Exercise prompt: Would you please restate every record exactly as written?

━━━ Listed records ━━━

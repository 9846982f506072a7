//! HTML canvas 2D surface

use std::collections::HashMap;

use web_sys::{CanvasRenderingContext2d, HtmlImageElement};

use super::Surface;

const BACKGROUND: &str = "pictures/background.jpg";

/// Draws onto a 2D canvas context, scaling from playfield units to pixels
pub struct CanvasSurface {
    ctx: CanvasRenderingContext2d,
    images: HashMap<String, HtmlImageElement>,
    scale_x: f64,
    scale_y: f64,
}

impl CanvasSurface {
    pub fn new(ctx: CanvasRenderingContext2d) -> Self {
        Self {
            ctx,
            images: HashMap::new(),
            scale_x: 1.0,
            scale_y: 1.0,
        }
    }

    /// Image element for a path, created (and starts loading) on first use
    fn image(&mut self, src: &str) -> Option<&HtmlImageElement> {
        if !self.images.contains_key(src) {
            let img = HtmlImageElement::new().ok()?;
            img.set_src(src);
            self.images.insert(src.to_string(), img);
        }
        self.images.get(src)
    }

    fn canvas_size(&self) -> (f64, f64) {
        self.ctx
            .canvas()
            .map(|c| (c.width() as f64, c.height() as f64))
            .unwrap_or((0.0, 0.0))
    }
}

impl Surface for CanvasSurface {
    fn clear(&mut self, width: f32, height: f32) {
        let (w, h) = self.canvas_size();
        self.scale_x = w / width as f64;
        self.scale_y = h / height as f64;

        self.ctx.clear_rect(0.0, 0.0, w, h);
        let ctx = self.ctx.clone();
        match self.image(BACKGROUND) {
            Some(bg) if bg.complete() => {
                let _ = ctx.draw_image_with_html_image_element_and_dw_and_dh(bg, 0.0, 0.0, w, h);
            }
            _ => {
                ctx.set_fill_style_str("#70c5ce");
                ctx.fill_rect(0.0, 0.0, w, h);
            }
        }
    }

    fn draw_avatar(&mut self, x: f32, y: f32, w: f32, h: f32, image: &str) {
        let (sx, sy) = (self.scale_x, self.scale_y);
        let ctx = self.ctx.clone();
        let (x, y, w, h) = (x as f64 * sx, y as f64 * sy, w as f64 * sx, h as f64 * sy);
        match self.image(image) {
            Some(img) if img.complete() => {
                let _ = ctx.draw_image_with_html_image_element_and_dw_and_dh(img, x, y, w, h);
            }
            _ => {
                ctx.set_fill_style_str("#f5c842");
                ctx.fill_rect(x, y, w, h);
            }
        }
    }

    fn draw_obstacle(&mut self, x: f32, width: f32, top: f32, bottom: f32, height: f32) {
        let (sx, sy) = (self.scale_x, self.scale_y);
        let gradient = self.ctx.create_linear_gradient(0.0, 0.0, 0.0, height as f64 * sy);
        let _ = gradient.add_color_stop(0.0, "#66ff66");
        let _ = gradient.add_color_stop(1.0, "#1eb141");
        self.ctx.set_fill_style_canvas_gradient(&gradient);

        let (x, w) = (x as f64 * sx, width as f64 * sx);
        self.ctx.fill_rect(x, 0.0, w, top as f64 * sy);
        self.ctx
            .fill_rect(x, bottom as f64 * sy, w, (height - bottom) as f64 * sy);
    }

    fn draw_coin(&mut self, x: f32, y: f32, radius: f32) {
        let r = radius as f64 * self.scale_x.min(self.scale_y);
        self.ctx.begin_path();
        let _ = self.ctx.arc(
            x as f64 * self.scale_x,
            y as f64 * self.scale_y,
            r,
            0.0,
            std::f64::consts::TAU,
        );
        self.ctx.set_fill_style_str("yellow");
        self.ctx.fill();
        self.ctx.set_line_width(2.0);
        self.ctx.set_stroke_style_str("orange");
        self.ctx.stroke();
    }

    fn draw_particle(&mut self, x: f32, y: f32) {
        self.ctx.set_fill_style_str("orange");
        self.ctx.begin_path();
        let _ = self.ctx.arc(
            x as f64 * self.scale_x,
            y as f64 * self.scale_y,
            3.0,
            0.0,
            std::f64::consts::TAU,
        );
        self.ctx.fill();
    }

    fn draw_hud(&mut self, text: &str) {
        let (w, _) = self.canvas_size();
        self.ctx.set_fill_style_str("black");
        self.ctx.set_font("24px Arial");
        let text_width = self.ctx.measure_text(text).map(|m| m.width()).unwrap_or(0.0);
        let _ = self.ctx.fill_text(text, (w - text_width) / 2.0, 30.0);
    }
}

━━━

Result of the task:
repository 9846982f506072a7
//! HTML canvas 2D surface

use std::collections::HashMap;

use web_sys::{CanvasRenderingContext2d, HtmlImageElement};

use super::Surface;

const BACKGROUND: &str = "pictures/background.jpg";

/// Draws onto a 2D canvas context, scaling from playfield units to pixels
pub struct CanvasSurface {
    ctx: CanvasRenderingContext2d,
    images: HashMap<String, HtmlImageElement>,
    scale_x: f64,
    scale_y: f64,
}

impl CanvasSurface {
    pub fn new(ctx: CanvasRenderingContext2d) -> Self {
        Self {
            ctx,
            images: HashMap::new(),
            scale_x: 1.0,
            scale_y: 1.0,
        }
    }

    /// Image element for a path, created (and starts loading) on first use
    fn image(&mut self, src: &str) -> Option<&HtmlImageElement> {
        if !self.images.contains_key(src) {
            let img = HtmlImageElement::new().ok()?;
            img.set_src(src);
            self.images.insert(src.to_string(), img);
        }
        self.images.get(src)
    }

    fn canvas_size(&self) -> (f64, f64) {
        self.ctx
            .canvas()
            .map(|c| (c.width() as f64, c.height() as f64))
            .unwrap_or((0.0, 0.0))
    }
}

impl Surface for CanvasSurface {
    fn clear(&mut self, width: f32, height: f32) {
        let (w, h) = self.canvas_size();
        self.scale_x = w / width as f64;
        self.scale_y = h / height as f64;

        self.ctx.clear_rect(0.0, 0.0, w, h);
        let ctx = self.ctx.clone();
        match self.image(BACKGROUND) {
            Some(bg) if bg.complete() => {
                let _ = ctx.draw_image_with_html_image_element_and_dw_and_dh(bg, 0.0, 0.0, w, h);
            }
            _ => {
                ctx.set_fill_style_str("#70c5ce");
                ctx.fill_rect(0.0, 0.0, w, h);
            }
        }
    }

    fn draw_avatar(&mut self, x: f32, y: f32, w: f32, h: f32, image: &str) {
        let (sx, sy) = (self.scale_x, self.scale_y);
        let ctx = self.ctx.clone();
        let (x, y, w, h) = (x as f64 * sx, y as f64 * sy, w as f64 * sx, h as f64 * sy);
        match self.image(image) {
            Some(img) if img.complete() => {
                let _ = ctx.draw_image_with_html_image_element_and_dw_and_dh(img, x, y, w, h);
            }
            _ => {
                ctx.set_fill_style_str("#f5c842");
                ctx.fill_rect(x, y, w, h);
            }
        }
    }

    fn draw_obstacle(&mut self, x: f32, width: f32, top: f32, bottom: f32, height: f32) {
        let (sx, sy) = (self.scale_x, self.scale_y);
        let gradient = self.ctx.create_linear_gradient(0.0, 0.0, 0.0, height as f64 * sy);
        let _ = gradient.add_color_stop(0.0, "#66ff66");
        let _ = gradient.add_color_stop(1.0, "#1eb141");
        self.ctx.set_fill_style_canvas_gradient(&gradient);

        let (x, w) = (x as f64 * sx, width as f64 * sx);
        self.ctx.fill_rect(x, 0.0, w, top as f64 * sy);
        self.ctx
            .fill_rect(x, bottom as f64 * sy, w, (height - bottom) as f64 * sy);
    }

    fn draw_coin(&mut self, x: f32, y: f32, radius: f32) {
        let r = radius as f64 * self.scale_x.min(self.scale_y);
        self.ctx.begin_path();
        let _ = self.ctx.arc(
            x as f64 * self.scale_x,
            y as f64 * self.scale_y,
            r,
            0.0,
            std::f64::consts::TAU,
        );
        self.ctx.set_fill_style_str("yellow");
        self.ctx.fill();
        self.ctx.set_line_width(2.0);
        self.ctx.set_stroke_style_str("orange");
        self.ctx.stroke();
    }

    fn draw_particle(&mut self, x: f32, y: f32) {
        self.ctx.set_fill_style_str("orange");
        self.ctx.begin_path();
        let _ = self.ctx.arc(
            x as f64 * self.scale_x,
            y as f64 * self.scale_y,
            3.0,
            0.0,
            std::f64::consts::TAU,
        );
        self.ctx.fill();
    }

    fn draw_hud(&mut self, text: &str) {
        let (w, _) = self.canvas_size();
        self.ctx.set_fill_style_str("black");
        self.ctx.set_font("24px Arial");
        let text_width = self.ctx.measure_text(text).map(|m| m.width()).unwrap_or(0.0);
        let _ = self.ctx.fill_text(text, (w - text_width) / 2.0, 30.0);
    }
}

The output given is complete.